### [What is being asked]
From the records, pick out and copy each line containing "filename".

### [Data under study]

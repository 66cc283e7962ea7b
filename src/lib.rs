//! SVG debug canvas for 2D geometry
//!
//! Renders contours, toolpaths and point sets from a geometry pipeline into
//! an SVG (optionally HTML-wrapped) document for visual inspection.
//!
//! ## Data Flow
//!
//! ```text
//! draw call → CoordinateTransform → Color::encode → SvgWriter → output stream
//! ```
//!
//! Nothing is retained: each primitive is serialized and written as soon as
//! it is drawn, and the document footer is written when the canvas is closed
//! or dropped.
//!
//! ```no_run
//! use debug_svg::{Aabb, CanvasConfig, Color, NamedColor, Point, SvgCanvas};
//!
//! let outline = vec![Point::new(0, 0), Point::new(2000, 0), Point::new(1000, 1500)];
//! let region = Aabb::from_points(&outline).unwrap();
//! let mut canvas = SvgCanvas::create("layer_0.svg", region, CanvasConfig::default())?;
//! canvas.write_area(&outline, Color::GRAY, Color::BLACK, 1.0)?;
//! canvas.write_points(&outline, true, 5, Color::Named(NamedColor::Red))?;
//! canvas.close()?;
//! # Ok::<(), debug_svg::CanvasError>(())
//! ```

mod canvas;
mod color;
mod config;
mod error;
mod geometry;
mod svg_writer;
mod types;

pub use canvas::SvgCanvas;
pub use color::{rainbow_gradient, Color, NamedColor, Rgb8, RAINBOW_PALETTE};
pub use config::{CanvasConfig, CanvasFlags, HostFrame, DEFAULT_BORDER};
pub use error::{CanvasError, CanvasResult};
pub use geometry::CoordinateTransform;
pub use svg_writer::SvgWriter;
pub use types::{Aabb, CanvasSize, Point, PointF};
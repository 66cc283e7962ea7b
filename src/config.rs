//! Canvas construction options
//!
//! Options can be built in code or loaded from JSON; every field has a
//! default so partial documents are accepted.

use serde::{Deserialize, Serialize};
use std::ops::BitOr;
use std::path::Path;

use crate::color::Color;
use crate::error::CanvasResult;
use crate::types::CanvasSize;

/// Default inset, in canvas units, on every canvas edge
pub const DEFAULT_BORDER: u32 = 100;

/// Construction flags
#[derive(Debug, Clone, Copy, PartialEq, Eq, Default, Serialize, Deserialize)]
#[serde(transparent)]
pub struct CanvasFlags(pub u32);

impl CanvasFlags {
    pub const NONE: CanvasFlags = CanvasFlags(0);
    /// Map the region onto the full canvas with no border inset
    pub const OMIT_BORDERS: CanvasFlags = CanvasFlags(1);
    /// Real space is Y-up; flip it onto the Y-down canvas
    pub const FLIP_Y: CanvasFlags = CanvasFlags(2);

    pub fn contains(self, other: CanvasFlags) -> bool {
        self.0 & other.0 == other.0
    }
}

impl BitOr for CanvasFlags {
    type Output = CanvasFlags;

    fn bitor(self, rhs: CanvasFlags) -> CanvasFlags {
        CanvasFlags(self.0 | rhs.0)
    }
}

/// Enclosing document around the SVG content
#[derive(Debug, Clone, Copy, PartialEq, Eq, Serialize, Deserialize)]
#[serde(rename_all = "lowercase")]
pub enum HostFrame {
    /// Standalone SVG file
    Svg,
    /// SVG embedded in a minimal HTML page
    Html,
}

impl HostFrame {
    /// Pick the frame from the destination's extension (`.html`/`.htm` wrap)
    pub fn for_path(path: &Path) -> Self {
        match path.extension().and_then(|ext| ext.to_str()) {
            Some(ext) if ext.eq_ignore_ascii_case("html") || ext.eq_ignore_ascii_case("htm") => HostFrame::Html,
            _ => HostFrame::Svg,
        }
    }
}

/// Options fixed at canvas construction
#[derive(Debug, Clone, PartialEq, Serialize, Deserialize)]
#[serde(default)]
pub struct CanvasConfig {
    pub canvas_size: CanvasSize,
    pub background: Color,
    pub border: u32,
    pub flags: CanvasFlags,
    /// `None` lets the destination decide (file extension, or bare SVG for writers)
    pub frame: Option<HostFrame>,
}

impl Default for CanvasConfig {
    fn default() -> Self {
        Self {
            canvas_size: CanvasSize::default(),
            background: Color::default(),
            border: DEFAULT_BORDER,
            flags: CanvasFlags::NONE,
            frame: None,
        }
    }
}

impl CanvasConfig {
    pub fn from_json(json: &str) -> CanvasResult<Self> {
        Ok(serde_json::from_str(json)?)
    }

    pub fn from_json_file(path: impl AsRef<Path>) -> CanvasResult<Self> {
        let data = std::fs::read_to_string(path)?;
        Self::from_json(&data)
    }

    pub fn with_canvas_size(mut self, width: u32, height: u32) -> Self {
        self.canvas_size = CanvasSize::new(width, height);
        self
    }

    pub fn with_background(mut self, background: impl Into<Color>) -> Self {
        self.background = background.into();
        self
    }

    pub fn with_border(mut self, border: u32) -> Self {
        self.border = border;
        self
    }

    pub fn with_flags(mut self, flags: CanvasFlags) -> Self {
        self.flags = flags;
        self
    }

    pub fn with_frame(mut self, frame: HostFrame) -> Self {
        self.frame = Some(frame);
        self
    }

    /// Border actually applied, honoring `OMIT_BORDERS`
    pub fn effective_border(&self) -> u32 {
        if self.flags.contains(CanvasFlags::OMIT_BORDERS) {
            0
        } else {
            self.border
        }
    }

    pub fn flip_y(&self) -> bool {
        self.flags.contains(CanvasFlags::FLIP_Y)
    }
}
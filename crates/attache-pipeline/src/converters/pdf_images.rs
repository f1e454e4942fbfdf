//! PdfImages converter: renders PDF pages to PNG with `pdftoppm`.

use async_trait::async_trait;
use tempfile::TempDir;
use tokio::process::Command;
use tracing::debug;

use attache_core::{ConverterType, Error, Input, OutputConverter, OutputPart, Result};

use super::command::{binary_available, run_cmd_status, write_temp_file};
use super::image::data_url;
use super::pdf_text::ensure_pdf;
use crate::config::PipelineConfig;

/// Converter producing one PNG image part per PDF page.
///
/// Rendering stops after `max_pdf_image_pages` pages.
pub struct PdfImagesConverter {
    timeout_secs: u64,
    dpi: u32,
    max_pages: usize,
}

impl PdfImagesConverter {
    pub fn new(config: &PipelineConfig) -> Self {
        Self {
            timeout_secs: config.converter_cmd_timeout_secs,
            dpi: config.pdf_render_dpi,
            max_pages: config.max_pdf_image_pages,
        }
    }
}

#[async_trait]
impl OutputConverter for PdfImagesConverter {
    fn converter_type(&self) -> ConverterType {
        ConverterType::PdfImages
    }

    async fn convert(&self, input: &Input) -> Result<Vec<OutputPart>> {
        let data = input.data.as_bytes();
        ensure_pdf(data)?;

        let tmpfile = write_temp_file(data)?;
        let pdf_path = tmpfile.path().to_string_lossy().to_string();

        let img_dir = TempDir::new()
            .map_err(|e| Error::Conversion(format!("Failed to create temp dir: {}", e)))?;
        let img_prefix = img_dir.path().join("page").to_string_lossy().to_string();

        debug!(dpi = self.dpi, max_pages = self.max_pages, "Rendering PDF pages");

        // Rendering is slower than text extraction
        run_cmd_status(
            Command::new("pdftoppm")
                .arg("-png")
                .arg("-r")
                .arg(self.dpi.to_string())
                .arg("-f")
                .arg("1")
                .arg("-l")
                .arg(self.max_pages.to_string())
                .arg(&pdf_path)
                .arg(&img_prefix),
            self.timeout_secs.saturating_mul(3),
        )
        .await?;

        let mut entries = tokio::fs::read_dir(img_dir.path())
            .await
            .map_err(|e| Error::Conversion(format!("Failed to read temp dir: {}", e)))?;
        let mut page_images = Vec::new();
        while let Some(entry) = entries
            .next_entry()
            .await
            .map_err(|e| Error::Conversion(format!("Failed to read dir entry: {}", e)))?
        {
            let path = entry.path();
            if path.extension().and_then(|e| e.to_str()) == Some("png") {
                page_images.push(path);
            }
        }
        // pdftoppm zero-pads page numbers, so name order is page order
        page_images.sort();
        page_images.truncate(self.max_pages);

        if page_images.is_empty() {
            return Err(Error::Conversion("No pages rendered from PDF".to_string()));
        }

        let mut parts = Vec::with_capacity(page_images.len());
        for path in &page_images {
            let png = tokio::fs::read(path)
                .await
                .map_err(|e| Error::Conversion(format!("Failed to read rendered page: {}", e)))?;
            parts.push(OutputPart::image(data_url("image/png", &png)));
        }
        debug!(pages = parts.len(), "Rendered PDF pages");
        Ok(parts)
    }

    async fn health_check(&self) -> Result<bool> {
        Ok(binary_available("pdftoppm", "-v").await)
    }

    fn name(&self) -> &str {
        "pdf_images"
    }
}

#[cfg(test)]
mod tests {
    use super::*;
    use crate::converters::pdf_text::tests::HELLO_PDF;
    use attache_core::OutputPartType;

    #[tokio::test]
    async fn test_pdf_images_invalid_pdf() {
        let converter = PdfImagesConverter::new(&PipelineConfig::default());
        let err = converter
            .convert(&Input::bytes("application/pdf", b"GIF89a".to_vec()))
            .await
            .unwrap_err();
        assert!(matches!(err, Error::Conversion(_)));
    }

    #[tokio::test]
    async fn test_pdf_images_huge_timeout_does_not_overflow() {
        let config = PipelineConfig::default().with_converter_cmd_timeout(u64::MAX / 2);
        assert!(config.validate().is_ok());
        let converter = PdfImagesConverter::new(&config);
        let available = converter.health_check().await.unwrap_or(false);

        let result = converter
            .convert(&Input::bytes("application/pdf", HELLO_PDF.to_vec()))
            .await;
        assert_eq!(result.is_ok(), available, "{:?}", result.err());
    }

    #[tokio::test]
    async fn test_pdf_images_renders_pages() {
        let converter = PdfImagesConverter::new(&PipelineConfig::default());
        if !converter.health_check().await.unwrap_or(false) {
            eprintln!("Skipping test_pdf_images_renders_pages: pdftoppm not installed");
            return;
        }

        let outputs = converter
            .convert(&Input::bytes("application/pdf", HELLO_PDF.to_vec()))
            .await
            .unwrap();
        assert_eq!(outputs.len(), 1);
        assert_eq!(outputs[0].part_type(), OutputPartType::ImagePart);
        match &outputs[0] {
            OutputPart::ImagePart { base64_url } => {
                assert!(base64_url.starts_with("data:image/png;base64,"))
            }
            other => panic!("expected image part, got {:?}", other),
        }
    }
}
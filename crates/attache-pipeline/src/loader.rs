//! Default source loader: resolves text, file, blob, and URL sources into inputs.

use std::time::Duration;

use async_trait::async_trait;
use reqwest::header::CONTENT_TYPE;
use tracing::{debug, warn};

use attache_core::file_safety::{detect_content_type, is_text_mime, normalize_mime, validate_input};
use attache_core::{AttachmentSource, Error, Input, Result, SourceLoader};

use crate::config::PipelineConfig;

/// Loader for every [`AttachmentSource`] variant.
///
/// Files are read with `tokio::fs`, URLs fetched with `reqwest`. Every payload
/// passes the size and executable checks before it becomes an [`Input`];
/// text-like mime types decode to text, everything else stays binary.
pub struct DefaultSourceLoader {
    client: reqwest::Client,
    max_input_bytes: usize,
}

impl DefaultSourceLoader {
    pub fn new(config: &PipelineConfig) -> Result<Self> {
        let client = reqwest::Client::builder()
            .timeout(Duration::from_secs(config.url_fetch_timeout_secs))
            .build()
            .map_err(|e| Error::Config(format!("Failed to build HTTP client: {}", e)))?;
        Ok(Self {
            client,
            max_input_bytes: config.max_input_bytes,
        })
    }

    fn load_text(
        &self,
        text_plain: Option<&str>,
        text_html: Option<&str>,
    ) -> Result<Input> {
        let (mime, text) = match (text_html, text_plain) {
            (Some(html), _) if !html.trim().is_empty() => ("text/html", html),
            (_, Some(plain)) if !plain.is_empty() => ("text/plain", plain),
            _ => return Err(Error::Input("No text content to attach".to_string())),
        };
        if text.len() > self.max_input_bytes {
            return Err(self.too_large("Text", text.len() as u64));
        }
        Ok(Input::text(mime, text))
    }

    fn too_large(&self, what: &str, size: u64) -> Error {
        Error::Input(format!(
            "{} of {} bytes exceeds maximum size of {} bytes",
            what, size, self.max_input_bytes
        ))
    }

    async fn load_file(&self, path: &std::path::Path, ref_name: &str) -> Result<Input> {
        let metadata = tokio::fs::metadata(path)
            .await
            .map_err(|e| Error::Input(format!("Failed to read '{}': {}", path.display(), e)))?;
        if metadata.len() > self.max_input_bytes as u64 {
            return Err(self.too_large("File", metadata.len()));
        }

        let data = tokio::fs::read(path)
            .await
            .map_err(|e| Error::Input(format!("Failed to read '{}': {}", path.display(), e)))?;
        let name = if ref_name.is_empty() {
            path.to_string_lossy().into_owned()
        } else {
            ref_name.to_string()
        };
        self.finish(&name, data, None)
    }

    async fn load_url(&self, url: &str) -> Result<Input> {
        let parsed = reqwest::Url::parse(url)
            .map_err(|e| Error::Input(format!("Invalid URL '{}': {}", url, e)))?;
        if !matches!(parsed.scheme(), "http" | "https") {
            return Err(Error::Input(format!(
                "Unsupported URL scheme '{}'",
                parsed.scheme()
            )));
        }

        let mut response = self
            .client
            .get(parsed.clone())
            .send()
            .await
            .map_err(|e| Error::Input(format!("Failed to fetch '{}': {}", url, e)))?;

        let status = response.status();
        if !status.is_success() {
            return Err(Error::Input(format!(
                "Fetching '{}' returned HTTP {}",
                url, status
            )));
        }

        if let Some(len) = response.content_length() {
            if len > self.max_input_bytes as u64 {
                return Err(self.too_large("Remote document", len));
            }
        }

        let claimed = response
            .headers()
            .get(CONTENT_TYPE)
            .and_then(|v| v.to_str().ok())
            .map(normalize_mime);

        // Chunked responses carry no length up front
        let mut data = Vec::new();
        while let Some(chunk) = response
            .chunk()
            .await
            .map_err(|e| Error::Input(format!("Failed to read body of '{}': {}", url, e)))?
        {
            if data.len() + chunk.len() > self.max_input_bytes {
                return Err(Error::Input(format!(
                    "Remote document exceeds maximum size of {} bytes",
                    self.max_input_bytes
                )));
            }
            data.extend_from_slice(&chunk);
        }

        let name = parsed
            .path_segments()
            .and_then(|mut segments| segments.next_back())
            .filter(|s| !s.is_empty())
            .unwrap_or("")
            .to_string();
        self.finish(&name, data, claimed.as_deref())
    }

    /// Validate, detect the mime type, and decode.
    fn finish(&self, name: &str, data: Vec<u8>, claimed: Option<&str>) -> Result<Input> {
        if let Some(reason) = validate_input(name, &data, self.max_input_bytes) {
            warn!(name, reason = %reason, "Rejected input");
            return Err(Error::Input(reason));
        }

        // A declared textual type (e.g. text/html from a server) is more specific
        // than extension guessing, binary claims are still verified.
        let mime = match claimed {
            Some(claim) if is_text_mime(claim) && infer::get(&data).is_none() => claim.to_string(),
            _ => detect_content_type(name, &data, claimed),
        };
        debug!(name, mime_type = %mime, data_size = data.len(), "Detected input type");

        if is_text_mime(&mime) {
            let text = match String::from_utf8(data) {
                Ok(text) => text,
                Err(e) => String::from_utf8_lossy(e.as_bytes()).into_owned(),
            };
            Ok(Input::text(mime, text))
        } else {
            Ok(Input::bytes(mime, data))
        }
    }
}

#[async_trait]
impl SourceLoader for DefaultSourceLoader {
    async fn load(&self, source: &AttachmentSource) -> Result<Input> {
        match source {
            AttachmentSource::Text {
                text_plain,
                text_html,
                ..
            } => self.load_text(text_plain.as_deref(), text_html.as_deref()),
            AttachmentSource::File { path, ref_name } => self.load_file(path, ref_name).await,
            AttachmentSource::Blob {
                ref_name,
                mime_type,
                data,
            } => self.finish(ref_name, data.clone(), mime_type.as_deref()),
            AttachmentSource::Url { url, .. } => self.load_url(url).await,
        }
    }
}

### [Problem solution]
filename src/lib.rs
filename src/config.rs
filename crates/attache-pipeline/src/converters/pdf_images.rs
filename crates/attache-pipeline/src/loader.rs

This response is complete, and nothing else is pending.